Very well said. I feel mostly the same way. In fact, that "thanks" think makes me feel awkward sometimes. It did especially before I deployed, because I was just another Reservist, and reality was I'd never really been called on to do anything particularly significant. True, I stood ready to and put my name forward should the call come, so to speak, but it still made me feel weird. And even now, I sometimes feel like some kind of grifter for all the stuff people send etc. I have had infinitely more satisfaction exchanging emails with someone who sent a package than I have from anything in them, and lest anyone think otherwise, I appreciate greatly that people take the time and make the effort to get donations and send stuff over. An organization got my name from an old friend and sent over a bunch of packages and actually took advice from people before sending a second - they're sending over stuff that we can hand out to kids (pens and notebooks and the like) rather than junk food we don't really need. That's admirable.

What really torques me are people that think that being in the military or a veteran entitles them to a whole bunch of special treatment. The case in point is something I saw that's been going on for a long time - a veteran who was fined by his condo corporation for hanging a flag off his balcony which is a violation of the condo corporation's rules, and something he had been told, repeatedly, to stop doing. To be fair to him, I don't know that this guy was the one who turned it into something big, I suspect it's more civilians who are only too happy to speak for us it seems. It's simple enough in my view. The rules are clear. When he bought the condo, they would have reviewed them with him. His balcony, in most condos, is an exclusive use common area, meaning in layman's terms, he doesn't own it therefore the rules apply. "But he's a veteran!" they scream. So what? Rules are rules are rules. We all have to follow them.


----------



## PMedMoe (27 Jun 2012)

Redeye said:
			
		

> What really torques me are people that think that being in the military or a veteran entitles them to a whole bunch of special treatment. The case in point is something I saw that's been going on for a long time - a veteran who was fined by his condo corporation for hanging a flag off his balcony which is a violation of the condo corporation's rules, and something he had been told, repeatedly, to stop doing. To be fair to him, I don't know that this guy was the one who turned it into something big, I suspect it's more civilians who are only too happy to speak for us it seems. It's simple enough in my view. The rules are clear. When he bought the condo, they would have reviewed them with him. His balcony, in most condos, is an exclusive use common area, meaning in layman's terms, he doesn't own it therefore the rules apply. "But he's a veteran!" they scream. So what? Rules are rules are rules. We all have to follow them.

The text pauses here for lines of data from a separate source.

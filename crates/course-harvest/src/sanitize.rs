// Copyright 2026 Course Harvest Contributors
// SPDX-License-Identifier: Apache-2.0

//! Removal of interactive widgets and identifying page chrome.
//!
//! Page scripts may re-insert or late-render widgets, so noise removal is a
//! bounded retry: remove, pause, re-check. Running out of attempts is logged
//! and tolerated.

use crate::config::{Selectors, Timing};
use crate::driver::PageDriver;
use crate::wait::{wait_for, Readiness};
use anyhow::Result;
use std::time::Duration;

/// Outcome of one sanitizing pass.
#[derive(Debug, Clone, Copy, PartialEq, Eq)]
pub struct SanitizeReport {
    /// Removal rounds performed.
    pub attempts: u32,
    /// No targeted element remained after the last round.
    pub clean: bool,
}

pub struct ContentSanitizer<'a> {
    selectors: &'a Selectors,
    timing: &'a Timing,
}

impl<'a> ContentSanitizer<'a> {
    pub fn new(selectors: &'a Selectors, timing: &'a Timing) -> Self {
        Self { selectors, timing }
    }

    /// Noise selectors, scoped to the content region.
    pub fn targets(&self) -> Vec<String> {
        self.selectors
            .noise
            .iter()
            .map(|s| self.selectors.in_content(s))
            .collect()
    }

    /// Strip noise from the content region, retrying up to the configured
    /// attempt count.
    #[tracing::instrument(skip_all)]
    pub async fn sanitize(&self, driver: &mut dyn PageDriver) -> Result<SanitizeReport> {
        let targets = self.targets();
        let max_attempts = self.timing.sanitize_attempts.max(1);
        let pause = Duration::from_millis(self.timing.sanitize_interval_ms);

        for attempt in 1..=max_attempts {
            let removed = driver.remove_elements(&targets).await?;
            if !pause.is_zero() {
                tokio::time::sleep(pause).await;
            }
            if !any_present(driver, &targets).await? {
                tracing::debug!(attempt, removed, "content region clean");
                return Ok(SanitizeReport {
                    attempts: attempt,
                    clean: true,
                });
            }
        }

        tracing::warn!(
            attempts = max_attempts,
            "interactive elements persisted after sanitizing; artifact may contain residue"
        );
        Ok(SanitizeReport {
            attempts: max_attempts,
            clean: false,
        })
    }

    /// Remove the header and footer, which carry the signed-in user's
    /// identity, and wait for them to detach. `false` if detachment could
    /// not be confirmed in time.
    pub async fn remove_chrome(&self, driver: &mut dyn PageDriver) -> Result<bool> {
        let chrome = &self.selectors.privacy_chrome;
        driver.remove_elements(chrome).await?;
        let gone = wait_for(driver, Readiness::Absent(chrome), &self.timing.chrome_removal).await?;
        if !gone {
            tracing::warn!(?chrome, "page chrome still attached after removal");
        }
        Ok(gone)
    }
}

async fn any_present(driver: &dyn PageDriver, selectors: &[String]) -> Result<bool> {
    for selector in selectors {
        if driver.exists(selector).await? {
            return Ok(true);
        }
    }
    Ok(false)
}
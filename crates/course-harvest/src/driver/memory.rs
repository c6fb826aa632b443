// Copyright 2026 Course Harvest Contributors
// SPDX-License-Identifier: Apache-2.0

//! In-memory page driver over scripted HTML.
//!
//! Pages are HTML strings keyed by URL and queried with real CSS selectors
//! through `scraper`. Clicks and navigations can be scripted to swap the
//! document, follow a link or start a download, which is enough to replay a
//! portal session offline.

use super::{
    Download, DownloadTrigger, ElementRef, ElementSnapshot, NavigationResult, PageDriver,
    ScreenshotTarget, SessionCookie,
};
use anyhow::{anyhow, bail, Context, Result};
use async_trait::async_trait;
use scraper::{Html, Selector};
use std::collections::{BTreeMap, HashMap, HashSet};
use std::path::{Path, PathBuf};
use std::time::Duration;

/// Bytes written for every screenshot.
const PNG_SIGNATURE: &[u8] = &[0x89, b'P', b'N', b'G', 0x0D, 0x0A, 0x1A, 0x0A];

/// Follow at most this many scripted redirects per navigation.
const MAX_REDIRECTS: usize = 10;

/// What happens when a scripted element is clicked.
#[derive(Debug, Clone)]
pub enum ClickEffect {
    /// Load another scripted page.
    Navigate(String),
    /// Re-render the current URL with new HTML, keeping form values.
    Replace(String),
    /// Start a download.
    Download(ScriptedDownload),
}

/// A download served by a navigation or click.
#[derive(Debug, Clone)]
pub struct ScriptedDownload {
    pub suggested_filename: Option<String>,
    pub bytes: Vec<u8>,
}

impl ScriptedDownload {
    pub fn new(suggested_filename: Option<&str>, bytes: impl Into<Vec<u8>>) -> Self {
        Self {
            suggested_filename: suggested_filename.map(str::to_string),
            bytes: bytes.into(),
        }
    }
}

#[derive(Debug, Clone)]
enum PageEntry {
    Html(String),
    Redirect(String),
}

/// A [`PageDriver`] backed by scripted HTML documents.
#[derive(Debug, Default)]
pub struct MemoryDriver {
    pages: HashMap<String, PageEntry>,
    downloads: HashMap<String, ScriptedDownload>,
    click_effects: HashMap<(String, String), ClickEffect>,
    /// Selectors whose matches survive removal, like widgets a page script re-inserts.
    sticky: HashSet<String>,
    /// Selectors whose removal fails, like a page whose context was torn down.
    broken_removals: HashSet<String>,

    current_url: Option<String>,
    current_html: String,
    values: HashMap<ElementRef, String>,
    styles: HashMap<ElementRef, Vec<(String, String)>>,
    pending_download: Option<ScriptedDownload>,
    cookies: Vec<SessionCookie>,

    navigations: Vec<String>,
    clicks: Vec<ElementRef>,
    screenshots: Vec<PathBuf>,
    removal_rounds: usize,
}

impl MemoryDriver {
    pub fn new() -> Self {
        Self::default()
    }

    /// Serve `html` at `url`.
    pub fn add_page(&mut self, url: &str, html: &str) -> &mut Self {
        self.pages
            .insert(url.to_string(), PageEntry::Html(html.to_string()));
        self
    }

    /// Redirect navigations of `url` to `target`.
    pub fn add_redirect(&mut self, url: &str, target: &str) -> &mut Self {
        self.pages
            .insert(url.to_string(), PageEntry::Redirect(target.to_string()));
        self
    }

    /// Navigating to `url` starts a download and aborts the navigation.
    pub fn add_download(&mut self, url: &str, download: ScriptedDownload) -> &mut Self {
        self.downloads.insert(url.to_string(), download);
        self
    }

    /// Clicking the first `selector` match while at `url` has `effect`.
    pub fn on_click(&mut self, url: &str, selector: &str, effect: ClickEffect) -> &mut Self {
        self.click_effects
            .insert((url.to_string(), selector.to_string()), effect);
        self
    }

    /// Matches of `selector` are reported removed but stay in the document.
    pub fn make_sticky(&mut self, selector: &str) -> &mut Self {
        self.sticky.insert(selector.to_string());
        self
    }

    /// Removing `selector` errors instead of touching the document.
    pub fn fail_removal_of(&mut self, selector: &str) -> &mut Self {
        self.broken_removals.insert(selector.to_string());
        self
    }

    pub fn navigations(&self) -> &[String] {
        &self.navigations
    }

    pub fn clicks(&self) -> &[ElementRef] {
        &self.clicks
    }

    pub fn screenshots(&self) -> &[PathBuf] {
        &self.screenshots
    }

    /// How many times [`PageDriver::remove_elements`] ran.
    pub fn removal_rounds(&self) -> usize {
        self.removal_rounds
    }

    pub fn html(&self) -> &str {
        &self.current_html
    }

    pub fn style_of(&self, element: &ElementRef, property: &str) -> Option<&str> {
        self.styles
            .get(element)
            .and_then(|s| s.iter().rev().find(|(p, _)| p == property))
            .map(|(_, v)| v.as_str())
    }

    fn load(&mut self, url: &str) -> Result<String> {
        let mut target = url.to_string();
        for _ in 0..=MAX_REDIRECTS {
            match self.pages.get(&target) {
                Some(PageEntry::Html(html)) => {
                    self.current_html = html.clone();
                    self.current_url = Some(target.clone());
                    self.values.clear();
                    self.styles.clear();
                    return Ok(target);
                }
                Some(PageEntry::Redirect(next)) => target = next.clone(),
                None => bail!("no page scripted for {target}"),
            }
        }
        bail!("too many redirects starting at {url}")
    }

    fn element_exists(&self, element: &ElementRef) -> Result<bool> {
        Ok(snapshot_all(&self.current_html, &element.selector)?.len() > element.index)
    }

    fn stage(&self, download: ScriptedDownload, staging_dir: &Path) -> Result<Download> {
        std::fs::create_dir_all(staging_dir)
            .with_context(|| format!("failed to create {}", staging_dir.display()))?;
        let path = staging_dir.join(format!(".{}.part", uuid::Uuid::new_v4()));
        std::fs::write(&path, &download.bytes)
            .with_context(|| format!("failed to stage download at {}", path.display()))?;
        Ok(Download {
            suggested_filename: download.suggested_filename,
            path,
        })
    }
}

#[async_trait]
impl PageDriver for MemoryDriver {
    async fn navigate(&mut self, url: &str) -> Result<NavigationResult> {
        self.navigations.push(url.to_string());
        if let Some(download) = self.downloads.get(url).cloned() {
            self.pending_download = Some(download);
            bail!("navigation to {url} aborted: net::ERR_ABORTED");
        }
        let final_url = self.load(url)?;
        Ok(NavigationResult {
            final_url,
        })
    }

    async fn current_url(&self) -> Result<String> {
        Ok(self
            .current_url
            .clone()
            .unwrap_or_else(|| "about:blank".to_string()))
    }

    async fn query_selector_all(&self, selector: &str) -> Result<Vec<ElementSnapshot>> {
        snapshot_all(&self.current_html, selector)
    }

    async fn evaluate(&mut self, script: &str) -> Result<serde_json::Value> {
        tracing::debug!(len = script.len(), "script ignored by in-memory driver");
        Ok(serde_json::Value::Null)
    }

    async fn click(&mut self, element: &ElementRef) -> Result<()> {
        if !self.element_exists(element)? {
            bail!("cannot click {}[{}]: not found", element.selector, element.index);
        }
        self.clicks.push(element.clone());
        let url = self.current_url().await?;
        let effect = self
            .click_effects
            .get(&(url.clone(), element.selector.clone()))
            .cloned();
        match effect {
            Some(ClickEffect::Navigate(target)) => {
                self.navigate(&target).await?;
            }
            Some(ClickEffect::Replace(html)) => self.current_html = html,
            Some(ClickEffect::Download(download)) => self.pending_download = Some(download),
            None => {}
        }
        Ok(())
    }

    async fn screenshot(&mut self, target: &ScreenshotTarget, path: &Path) -> Result<()> {
        if let ScreenshotTarget::Element(element) = target {
            if !self.element_exists(element)? {
                bail!("cannot screenshot {}: not found", element.selector);
            }
        }
        if let Some(parent) = path.parent() {
            std::fs::create_dir_all(parent)?;
        }
        std::fs::write(path, PNG_SIGNATURE)
            .with_context(|| format!("failed to write {}", path.display()))?;
        self.screenshots.push(path.to_path_buf());
        Ok(())
    }

    async fn capture_download(
        &mut self,
        trigger: DownloadTrigger,
        staging_dir: &Path,
        _timeout: Duration,
    ) -> Result<Option<Download>> {
        self.pending_download = None;
        match &trigger {
            DownloadTrigger::Navigate(url) => {
                if let Err(e) = self.navigate(url).await {
                    tracing::debug!("navigation ended while downloading: {e}");
                }
            }
            DownloadTrigger::Click(element) => self.click(element).await?,
        }
        match self.pending_download.take() {
            Some(download) => Ok(Some(self.stage(download, staging_dir)?)),
            None => Ok(None),
        }
    }

    async fn cookies(&self) -> Result<Vec<SessionCookie>> {
        Ok(self.cookies.clone())
    }

    async fn set_cookies(&mut self, cookies: &[SessionCookie]) -> Result<()> {
        self.cookies = cookies.to_vec();
        Ok(())
    }

    async fn input_value(&mut self, element: &ElementRef) -> Result<Option<String>> {
        if let Some(value) = self.values.get(element) {
            return Ok(Some(value.clone()));
        }
        let snapshots = snapshot_all(&self.current_html, &element.selector)?;
        Ok(snapshots.into_iter().nth(element.index).map(|s| {
            if s.tag == "textarea" {
                s.text
            } else {
                s.attr("value").unwrap_or_default().to_string()
            }
        }))
    }

    async fn set_value(&mut self, element: &ElementRef, value: &str) -> Result<bool> {
        if !self.element_exists(element)? {
            return Ok(false);
        }
        self.values.insert(element.clone(), value.to_string());
        Ok(true)
    }

    async fn set_style(&mut self, element: &ElementRef, property: &str, value: &str) -> Result<bool> {
        if !self.element_exists(element)? {
            return Ok(false);
        }
        self.styles
            .entry(element.clone())
            .or_default()
            .push((property.to_string(), value.to_string()));
        Ok(true)
    }

    async fn remove_elements(&mut self, selectors: &[String]) -> Result<usize> {
        self.removal_rounds += 1;
        if let Some(broken) = selectors.iter().find(|s| self.broken_removals.contains(*s)) {
            bail!("cannot remove {broken}: execution context was destroyed");
        }
        let (html, removed) = remove_matching(&self.current_html, selectors, &self.sticky)?;
        self.current_html = html;
        Ok(removed)
    }
}

fn parse_selector(selector: &str) -> Result<Selector> {
    Selector::parse(selector).map_err(|e| anyhow!("invalid selector {selector:?}: {e:?}"))
}

/// Snapshot every match of `selector` in `html`.
fn snapshot_all(html: &str, selector: &str) -> Result<Vec<ElementSnapshot>> {
    let sel = parse_selector(selector)?;
    let doc = Html::parse_document(html);
    let snapshots = doc
        .select(&sel)
        .enumerate()
        .map(|(index, el)| {
            let value = el.value();
            ElementSnapshot {
                handle: ElementRef::new(selector, index),
                tag: value.name().to_ascii_lowercase(),
                classes: value.classes().map(str::to_string).collect(),
                attributes: value
                    .attrs()
                    .map(|(k, v)| (k.to_string(), v.to_string()))
                    .collect::<BTreeMap<_, _>>(),
                text: el.text().collect::<String>(),
                inner_html: el.inner_html(),
                outer_html: el.html(),
            }
        })
        .collect();
    Ok(snapshots)
}

/// Detach all matches of `selectors` except sticky ones; sticky matches still count.
fn remove_matching(
    html: &str,
    selectors: &[String],
    sticky: &HashSet<String>,
) -> Result<(String, usize)> {
    let mut doc = Html::parse_document(html);
    let mut removed = 0;
    for selector in selectors {
        let sel = parse_selector(selector)?;
        let ids: Vec<_> = doc.select(&sel).map(|el| el.id()).collect();
        removed += ids.len();
        if sticky.contains(selector) {
            continue;
        }
        for id in ids {
            if let Some(mut node) = doc.tree.get_mut(id) {
                node.detach();
            }
        }
    }
    Ok((doc.html(), removed))
}
// Copyright 2026 Course Harvest Contributors
// SPDX-License-Identifier: Apache-2.0

//! `harvest run`: the full extraction.

use crate::cli::output::{self, Styled};
use crate::cli::{load_config, Overrides};
use anyhow::Result;
use course_harvest::driver::chromium::ChromiumDriver;
use course_harvest::progress::{self, Progress};
use course_harvest::prompt::{ChoiceGroup, Prompter, ScriptedPrompter, TerminalPrompter};
use course_harvest::session::Credentials;
use course_harvest::Harvester;
use indicatif::ProgressBar;
use std::path::Path;
use std::time::Instant;

/// Pauses the spinner while the operator is being asked something.
struct SuspendingPrompter<P> {
    inner: P,
    bar: ProgressBar,
}

impl<P: Prompter> Prompter for SuspendingPrompter<P> {
    fn select(&mut self, title: &str, groups: &[ChoiceGroup]) -> Result<Vec<usize>> {
        let inner = &mut self.inner;
        self.bar.suspend(|| inner.select(title, groups))
    }

    fn credentials(&mut self) -> Result<Credentials> {
        let inner = &mut self.inner;
        self.bar.suspend(|| inner.credentials())
    }
}

pub async fn run(config_path: Option<&Path>, overrides: &Overrides, all: bool) -> Result<()> {
    let config = load_config(config_path, overrides)?;
    let s = Styled::new();
    let start = Instant::now();

    let bar = output::spinner();
    bar.set_message(format!("Launching browser for {}", config.base_url));
    let (tx, rx) = progress::channel();
    let renderer = tokio::spawn(output::render(rx, bar.clone()));

    let mut prompter: Box<dyn Prompter> = if all {
        Box::new(ScriptedPrompter::new(&[]))
    } else {
        Box::new(SuspendingPrompter {
            inner: TerminalPrompter::new()?,
            bar: bar.clone(),
        })
    };

    let mut driver = match ChromiumDriver::launch(&config).await {
        Ok(driver) => driver,
        Err(e) => {
            bar.finish_and_clear();
            return Err(e);
        }
    };
    // Quiet runs keep warnings in the log instead of the hidden spinner.
    let mut progress = Progress::new((!output::is_quiet()).then_some(tx));
    tracing::info!(run_id = progress.run_id(), "starting harvest");

    let result = Harvester::new(&config)
        .run(&mut driver, prompter.as_mut(), &mut progress)
        .await;

    drop(progress);
    let _ = renderer.await;
    if let Err(e) = driver.shutdown().await {
        tracing::debug!("browser shutdown: {e:#}");
    }

    let summary = result?;
    if !output::is_quiet() {
        eprintln!();
        eprintln!(
            "  {} Harvest complete: {} course(s), {} of {} resource(s) extracted in {:.1}s",
            s.ok_sym(),
            summary.courses,
            summary.succeeded,
            summary.resources,
            start.elapsed().as_secs_f64()
        );
        eprintln!("  Output: {}", s.dim(&config.output_dir.display().to_string()));
    }
    Ok(())
}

Completely agree.  I had a debate on FB with someone who was on the veteran's side.  The stupid thing is, it wasn't even a flag but a damned windsock!  :


----------



## dapaterson (27 Jun 2012)

PMedMoe said:
			
		

> Completely agree.  I had a debate on FB with someone who was on the veteran's side.  The stupid thing is, it wasn't even a flag but a damned windsock!  :



No - it was a windsock OF FREEDOM!


----------



## PMedMoe (27 Jun 2012)

dapaterson said:
			
		

> No - it was a windsock OF FREEDOM!



 :rofl:


----------



## bridges (27 Jun 2012)

ArmyVern said:
			
		

> I find it ironic that we push ourselves as defenders of freedom and freedom of speech ... yet then see some with (alleged) 'balls' enough telling other people who, as taxpayers and voting citizens, to STFU about their entitled democratic opinion on it.
> 
> The irony in that slays me at a double face palm level.
> 
> ...



As people have the freedom to display bumper stickers and say things like "STFU" in Facebook posts, so do others have the freedom to analyze and criticize those messages.  That's all we're doing here - exercising our freedom in kind.  No reason we should be compelled to be muzzled on the topic.  And I don't recall anyone telling posters of said bumper stickers not to dare use their freedom.   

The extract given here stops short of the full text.